Six months--how the balance had tipped to the end of his term, Jesse didn't know and didn't want to know. The seven behind him made the coming six no less a nuisance or a relief. Jesse had grown accustomed to his six-by-six habits. The mind starts to gray after the first few months--at least, that's what old, grizzled Charlie told Jesse.
Charlie was the charmer of the Monroe Valley Penitentiary. He was the kind of prisoner they specialized in: efficient, equable, and a leader among the rest of the inmates. Jesse had the unique privilege of having been his cellmate for the first three months of his term. "You lucky bastard," someone had told him in the lunch line with a swift elbow or two to boot. "Occupyin' wit Charlie is like winnin' the whole damn jackpot." All the inmates treated him like a free pass, but Jesse preferred his solitude.
That fortune found him as well. Charlie was called up for parole, but to the surprise of both inmates and guards, he was denied. Rumor was there was some finagling and politicking involved: Charlie ended up in a larger cell adjacent to the guards' recreation room as some sort of trade-off, an "eighter" as the men called the 64 square foot cells.
That week, the guards were doing their routine night watch and passed by Jesse's cell just before he dropped off. Their voices were hushed, but reverberated down the block.
"... really a good thing when it came down, you know? This place wouldn't run the same without him."
"Yeah, I figure the same--seems fair when you look at it. He gets an eighter, and we get our annual pay raise for being the highest performing penitentiary in Mississippi!”
“You sort of feel for the old guy, though—he’s been here since ‘72”
“Yeah? But he hasn’t had a visitor since ’81, so what gives?”
The guards grew quiet and kept on down the block, checking that the men were quiet, in their cots, thinking about their lives before Monroe Valley, or not thinking at all.
Jesse thought about what the guards had said during his three months without Charlie. He’d see him in the mess hall, or leading one of the optional “personal growth” groups. His old, gray face looked less winsome and more wry all the time. Jesse thought hard about this face. Sometimes when he stared at the various pocks and scars in the cell wall, he could make that face appear. But usually, it was his father’s.

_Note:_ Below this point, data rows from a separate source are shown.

use std::sync::Arc;

use axum::{
    body::Body,
    extract::{Request, State},
    http::{header, HeaderValue, StatusCode},
    middleware::Next,
    response::Response,
};
use base64::prelude::*;
use tower_http::cors::{AllowOrigin, Any, CorsLayer};
use tower_http::request_id::{MakeRequestId, RequestId};
use tracing::Span;
use uuid::Uuid;

use crate::core::error::AppError;
use crate::features::auth::services::TokenService;

/// Request ID generator using UUID v7 (time-ordered)
#[derive(Clone, Copy)]
pub struct MakeRequestUuid;

impl MakeRequestId for MakeRequestUuid {
    fn make_request_id<B>(&mut self, _request: &axum::http::Request<B>) -> Option<RequestId> {
        let id = Uuid::now_v7().to_string();
        HeaderValue::from_str(&id).ok().map(RequestId::new)
    }
}

/// MakeSpan that carries the request id in the request span
#[derive(Clone, Debug)]
pub struct MakeSpanWithRequestId;

impl<B> tower_http::trace::MakeSpan<B> for MakeSpanWithRequestId {
    fn make_span(&mut self, request: &axum::http::Request<B>) -> Span {
        let request_id = request
            .headers()
            .get("x-request-id")
            .and_then(|v| v.to_str().ok())
            .unwrap_or("-");

        tracing::info_span!(
            "request",
            method = %request.method(),
            uri = %request.uri(),
            request_id = %request_id,
        )
    }
}

pub fn cors_layer(allowed_origins: Vec<String>) -> CorsLayer {
    let cors = CorsLayer::new().allow_methods(Any).allow_headers(Any);

    if allowed_origins.iter().any(|o| o == "*") {
        cors.allow_origin(Any)
    } else {
        let origins: Vec<HeaderValue> = allowed_origins
            .iter()
            .filter_map(|o| o.parse().ok())
            .collect();
        cors.allow_origin(AllowOrigin::list(origins))
    }
}

/// Basic-auth gate for the swagger UI. `credentials` is "username:password".
pub async fn basic_auth_middleware(
    State(credentials): State<Arc<String>>,
    req: Request,
    next: Next,
) -> Result<Response, Response> {
    let presented = req
        .headers()
        .get(header::AUTHORIZATION)
        .and_then(|h| h.to_str().ok())
        .and_then(|h| h.strip_prefix("Basic "))
        .and_then(|encoded| BASE64_STANDARD.decode(encoded).ok())
        .and_then(|decoded| String::from_utf8(decoded).ok());

    if presented.as_deref() == Some(credentials.as_str()) {
        return Ok(next.run(req).await);
    }

    let response = Response::builder()
        .status(StatusCode::UNAUTHORIZED)
        .header(header::WWW_AUTHENTICATE, "Basic realm=\"Swagger UI\"")
        .body(Body::from("Unauthorized"))
        .unwrap_or_default();

    Err(response)
}

/// Bearer-token middleware for admin-gated routes. On success the
/// authenticated user is placed in request extensions for the role guards.
pub async fn auth_middleware(
    State(tokens): State<Arc<TokenService>>,
    mut req: Request,
    next: Next,
) -> Result<Response, AppError> {
    let auth_header = req
        .headers()
        .get(header::AUTHORIZATION)
        .and_then(|h| h.to_str().ok())
        .ok_or_else(|| AppError::Unauthorized("Missing authorization header".to_string()))?;

    let token = auth_header.strip_prefix("Bearer ").ok_or_else(|| {
        AppError::Unauthorized("Invalid authorization header format".to_string())
    })?;

    let user = tokens.validate_token(token)?;

    req.extensions_mut().insert(user);
    Ok(next.run(req).await)
}
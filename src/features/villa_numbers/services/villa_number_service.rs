use chrono::Utc;

use crate::core::error::{AppError, Result};
use crate::core::repository::Repository;
use crate::features::villa_numbers::dtos::{
    VillaNumberCreateDto, VillaNumberDto, VillaNumberUpdateDto,
};
use crate::features::villa_numbers::models::VillaNumber;
use crate::features::villas::models::Villa;

/// Service for villa number CRUD. Holds a handle on the villa repository to
/// enforce the villa-id foreign key on writes and to embed the owning villa
/// in read results.
pub struct VillaNumberService {
    repo: Repository<VillaNumber>,
    villas: Repository<Villa>,
}

impl VillaNumberService {
    pub fn new(repo: Repository<VillaNumber>, villas: Repository<Villa>) -> Self {
        Self { repo, villas }
    }

    pub async fn list(&self, page_size: i32, page_number: i32) -> Vec<VillaNumberDto> {
        let records = self
            .repo
            .get_all(None::<fn(&VillaNumber) -> bool>, page_size, page_number)
            .await;

        let mut dtos = Vec::with_capacity(records.len());
        for record in records {
            let villa = self.villas.get_one(|v| v.id == record.villa_id).await;
            dtos.push(VillaNumberDto::from_record(record, villa.map(Into::into)));
        }
        dtos
    }

    pub async fn get(&self, villa_no: i32) -> Option<VillaNumberDto> {
        let record = self.repo.get_one(|n| n.villa_no == villa_no).await?;
        let villa = self.villas.get_one(|v| v.id == record.villa_id).await;
        Some(VillaNumberDto::from_record(record, villa.map(Into::into)))
    }

    pub async fn create(&self, dto: VillaNumberCreateDto) -> Result<VillaNumberDto> {
        self.check_villa_exists(dto.villa_id).await?;

        let now = Utc::now();
        let record = self
            .repo
            .create(VillaNumber {
                villa_no: dto.villa_no,
                villa_id: dto.villa_id,
                special_details: dto.special_details,
                created_date: now,
                updated_date: now,
            })
            .await?;

        tracing::info!(villa_no = record.villa_no, "Villa number created");
        let villa = self.villas.get_one(|v| v.id == record.villa_id).await;
        Ok(VillaNumberDto::from_record(record, villa.map(Into::into)))
    }

    /// Full replace keyed by `villa_no`; the room number itself is immutable.
    pub async fn update(&self, dto: VillaNumberUpdateDto) -> Result<VillaNumberDto> {
        self.check_villa_exists(dto.villa_id).await?;

        let existing = self
            .repo
            .get_one(|n| n.villa_no == dto.villa_no)
            .await
            .ok_or_else(|| AppError::NotFound(format!("VillaNumber {} not found", dto.villa_no)))?;

        let record = self
            .repo
            .update(VillaNumber {
                villa_no: dto.villa_no,
                villa_id: dto.villa_id,
                special_details: dto.special_details,
                created_date: existing.created_date,
                updated_date: Utc::now(),
            })
            .await?;

        let villa = self.villas.get_one(|v| v.id == record.villa_id).await;
        Ok(VillaNumberDto::from_record(record, villa.map(Into::into)))
    }

    pub async fn remove(&self, villa_no: i32) -> Result<Option<VillaNumberDto>> {
        let Some(record) = self.repo.get_one(|n| n.villa_no == villa_no).await else {
            return Ok(None);
        };
        self.repo.remove(villa_no).await?;
        tracing::info!(villa_no, "Villa number deleted");
        Ok(Some(VillaNumberDto::from_record(record, None)))
    }

    async fn check_villa_exists(&self, villa_id: i32) -> Result<()> {
        if self.villas.get_one(|v| v.id == villa_id).await.is_none() {
            return Err(AppError::BadRequest("Villa ID is invalid".to_string()));
        }
        Ok(())
    }
}

#[cfg(test)]
mod tests {
    use super::*;
    use crate::shared::constants::PLACEHOLDER_IMAGE_URL;

    async fn seed_villa(villas: &Repository<Villa>, name: &str) -> Villa {
        let now = Utc::now();
        villas
            .create(Villa {
                id: 0,
                name: name.to_string(),
                details: String::new(),
                rate: 100,
                occupancy: 4,
                sqft: 500,
                image_url: PLACEHOLDER_IMAGE_URL.to_string(),
                image_local_path: String::new(),
                amenity: String::new(),
                created_date: now,
                updated_date: now,
            })
            .await
            .unwrap()
    }

    fn create_dto(villa_no: i32, villa_id: i32) -> VillaNumberCreateDto {
        VillaNumberCreateDto {
            villa_no,
            villa_id,
            special_details: "corner unit".to_string(),
        }
    }

    async fn service_with_villa() -> (VillaNumberService, Villa) {
        let villas = Repository::new();
        let villa = seed_villa(&villas, "A").await;
        (VillaNumberService::new(Repository::new(), villas), villa)
    }

    #[tokio::test]
    async fn create_keeps_client_supplied_number_and_embeds_villa() {
        let (svc, villa) = service_with_villa().await;

        let dto = svc.create(create_dto(101, villa.id)).await.unwrap();
        assert_eq!(dto.villa_no, 101);
        assert_eq!(dto.villa_id, villa.id);
        assert_eq!(dto.villa.as_ref().unwrap().name, "A");
    }

    #[tokio::test]
    async fn create_rejects_unknown_villa_id() {
        let (svc, _) = service_with_villa().await;

        let err = svc.create(create_dto(101, 9999)).await.unwrap_err();
        match err {
            AppError::BadRequest(msg) => assert_eq!(msg, "Villa ID is invalid"),
            other => panic!("expected BadRequest, got {:?}", other),
        }
        assert!(svc.get(101).await.is_none());
    }

    #[tokio::test]
    async fn create_rejects_duplicate_number() {
        let (svc, villa) = service_with_villa().await;
        svc.create(create_dto(101, villa.id)).await.unwrap();

        let err = svc.create(create_dto(101, villa.id)).await.unwrap_err();
        assert!(matches!(err, AppError::Conflict(_)));
    }

    #[tokio::test]
    async fn update_checks_fk_before_existence() {
        let (svc, villa) = service_with_villa().await;
        svc.create(create_dto(101, villa.id)).await.unwrap();

        let err = svc
            .update(VillaNumberUpdateDto {
                villa_no: 101,
                villa_id: 9999,
                special_details: String::new(),
            })
            .await
            .unwrap_err();
        assert!(matches!(err, AppError::BadRequest(_)));
    }

    #[tokio::test]
    async fn update_missing_number_is_not_found() {
        let (svc, villa) = service_with_villa().await;

        let err = svc
            .update(VillaNumberUpdateDto {
                villa_no: 500,
                villa_id: villa.id,
                special_details: String::new(),
            })
            .await
            .unwrap_err();
        assert!(matches!(err, AppError::NotFound(_)));
    }

    #[tokio::test]
    async fn remove_returns_deleted_record() {
        let (svc, villa) = service_with_villa().await;
        svc.create(create_dto(101, villa.id)).await.unwrap();

        let removed = svc.remove(101).await.unwrap().unwrap();
        assert_eq!(removed.villa_no, 101);
        assert!(svc.get(101).await.is_none());
        assert!(svc.remove(101).await.unwrap().is_none());
    }

    #[tokio::test]
    async fn list_orders_by_number() {
        let (svc, villa) = service_with_villa().await;
        svc.create(create_dto(202, villa.id)).await.unwrap();
        svc.create(create_dto(101, villa.id)).await.unwrap();

        let numbers = svc.list(0, 1).await;
        assert_eq!(numbers.len(), 2);
        assert_eq!(numbers[0].villa_no, 101);
        assert_eq!(numbers[1].villa_no, 202);
    }
}
mod villa_number_dto;

pub use villa_number_dto::{VillaNumberCreateDto, VillaNumberDto, VillaNumberUpdateDto};
pub mod villa_number_handler;

pub use villa_number_handler::{
    __path_create_villa_number, __path_delete_villa_number, __path_get_villa_number,
    __path_list_villa_numbers, __path_update_villa_number, create_villa_number,
    delete_villa_number, get_villa_number, list_villa_numbers, update_villa_number,
};
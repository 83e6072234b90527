pub mod gateway;
pub mod storage;
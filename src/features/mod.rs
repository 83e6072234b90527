pub mod auth;
pub mod villa_numbers;
pub mod villas;
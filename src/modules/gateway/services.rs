use std::sync::Arc;

use serde_json::{json, Value};

use crate::modules::gateway::api_client::{ApiClient, ApiRequest};
use crate::shared::types::ApiResponse;

/// Villa endpoints as seen from the front-end side.
pub struct VillaGateway {
    client: Arc<ApiClient>,
}

impl VillaGateway {
    pub fn new(client: Arc<ApiClient>) -> Self {
        Self { client }
    }

    pub async fn list(&self) -> ApiResponse<Value> {
        self.client.send(ApiRequest::get("/api/v1/VillaAPI")).await
    }

    pub async fn get(&self, id: i32) -> ApiResponse<Value> {
        self.client
            .send(ApiRequest::get(format!("/api/v1/VillaAPI/{}", id)))
            .await
    }

    pub async fn delete(&self, id: i32) -> ApiResponse<Value> {
        self.client
            .send(ApiRequest::delete(format!("/api/v1/VillaAPI/{}", id)).with_bearer())
            .await
    }
}

/// Villa number endpoints as seen from the front-end side.
pub struct VillaNumberGateway {
    client: Arc<ApiClient>,
}

impl VillaNumberGateway {
    pub fn new(client: Arc<ApiClient>) -> Self {
        Self { client }
    }

    pub async fn list(&self) -> ApiResponse<Value> {
        self.client
            .send(ApiRequest::get("/api/v1/VillaNumberAPI"))
            .await
    }

    pub async fn get(&self, villa_no: i32) -> ApiResponse<Value> {
        self.client
            .send(ApiRequest::get(format!("/api/v1/VillaNumberAPI/{}", villa_no)))
            .await
    }

    pub async fn create(&self, data: Value) -> ApiResponse<Value> {
        self.client
            .send(ApiRequest::post("/api/v1/VillaNumberAPI", data).with_bearer())
            .await
    }

    pub async fn update(&self, villa_no: i32, data: Value) -> ApiResponse<Value> {
        self.client
            .send(ApiRequest::put(format!("/api/v1/VillaNumberAPI/{}", villa_no), data).with_bearer())
            .await
    }

    pub async fn delete(&self, villa_no: i32) -> ApiResponse<Value> {
        self.client
            .send(ApiRequest::delete(format!("/api/v1/VillaNumberAPI/{}", villa_no)).with_bearer())
            .await
    }
}

/// Auth endpoints as seen from the front-end side. A successful login
/// stores the returned token on the shared client for later bearer calls.
pub struct AuthGateway {
    client: Arc<ApiClient>,
}

impl AuthGateway {
    pub fn new(client: Arc<ApiClient>) -> Self {
        Self { client }
    }

    pub async fn register(
        &self,
        user_name: &str,
        password: &str,
        name: &str,
        role: &str,
    ) -> ApiResponse<Value> {
        self.client
            .send(ApiRequest::post(
                "/api/v1/UserAPI/register",
                json!({
                    "userName": user_name,
                    "password": password,
                    "name": name,
                    "role": role,
                }),
            ))
            .await
    }

    pub async fn login(&self, user_name: &str, password: &str) -> ApiResponse<Value> {
        let response = self
            .client
            .send(ApiRequest::post(
                "/api/v1/UserAPI/login",
                json!({ "userName": user_name, "password": password }),
            ))
            .await;

        if response.is_success {
            if let Some(token) = response
                .result
                .as_ref()
                .and_then(|r| r["token"].as_str())
            {
                self.client.set_token(token);
            }
        }
        response
    }

    pub fn logout(&self) {
        self.client.clear_token();
    }
}
use axum::{
    body::Body,
    extract::{rejection::JsonRejection, FromRequest, Request},
    response::{IntoResponse, Response},
    Json,
};
use serde::de::DeserializeOwned;

use crate::core::error::AppError;

/// JSON extractor whose rejections go through the response envelope instead
/// of axum's plain-text defaults.
pub struct AppJson<T>(pub T);

impl<T, S> FromRequest<S> for AppJson<T>
where
    T: DeserializeOwned,
    S: Send + Sync,
{
    type Rejection = AppJsonRejection;

    async fn from_request(req: Request<Body>, state: &S) -> Result<Self, Self::Rejection> {
        match Json::<T>::from_request(req, state).await {
            Ok(value) => Ok(Self(value.0)),
            Err(rejection) => Err(AppJsonRejection(rejection)),
        }
    }
}

pub struct AppJsonRejection(JsonRejection);

impl IntoResponse for AppJsonRejection {
    fn into_response(self) -> Response {
        let message = match self.0 {
            JsonRejection::JsonDataError(err) => format!("Invalid JSON data: {}", err),
            JsonRejection::JsonSyntaxError(err) => format!("Invalid JSON syntax: {}", err),
            JsonRejection::MissingJsonContentType(err) => {
                format!("Missing JSON content type: {}", err)
            }
            _ => "Failed to parse JSON body".to_string(),
        };

        AppError::BadRequest(message).into_response()
    }
}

Jesse wasn’t quite sure what his father’s face looked like anymore, or if his father even had a face. He trusted that his ma would have sent word if Mr. Daniel Carter was six feet under, but there was no way to tell. His ma had only visited once, two weeks into his stay, to drop off Jesse’s legal documents—she wanted not part of responsibility for him.
“Hey, Jesse-man! How’s my favorite inmate doin’ today?” Jesse’s aimless thoughts were interrupted by Will, one of the fresh, young guards who failed police academy and so was assigned to prison duties before trying for the badge again. Will was friendlier than the other guards, but that’s because he was a rookie. It wasn’t as if the older guards were cruel—they just sort of went blank after a year or two in the pen. Like the prisoners.
“Same as always,” Jesse replied. He waited. “I’m comin’ up for parole in six. Six from today.”
He tried not to act interested in Will’s response. “Oh, you know what they say, Jesse-man, you know what they say...” Will trailed off as he made his way down the block, whistling like a fool in some damn musical they had to watch when their walking hour was rained out.
“Oh, Jesse-man,” Will appeared at the bars again, “you ever get more word on your pop?”
Jesse had received a letter from one of his five aunties that his father had leukemia, that Jesse needed to do everything he could do get out and help his ma, even escape. Of course, Jesse wouldn’t put it past Aunt Silvie to concoct a disease. Silvie mentioned money in the postscript, to send some if he came across any. She may not be a sweetheart, but she knew her nephew was a Carter. And Carters made things appear like magic.
These things passed through Jesse’s mind as he shook his head in response to Will’s question.
“Well, man, I hope for your sake, you bust outta here, so you can help out your pops.”
“Ha, yeah—me too,” Jesse said, trying to sound convincing. When he lifted his head from between his knees, Will was gone. Jesse couldn’t see his face at that moment, but had a feeling that if he could, it would look like Charlie’s, dried out and sour.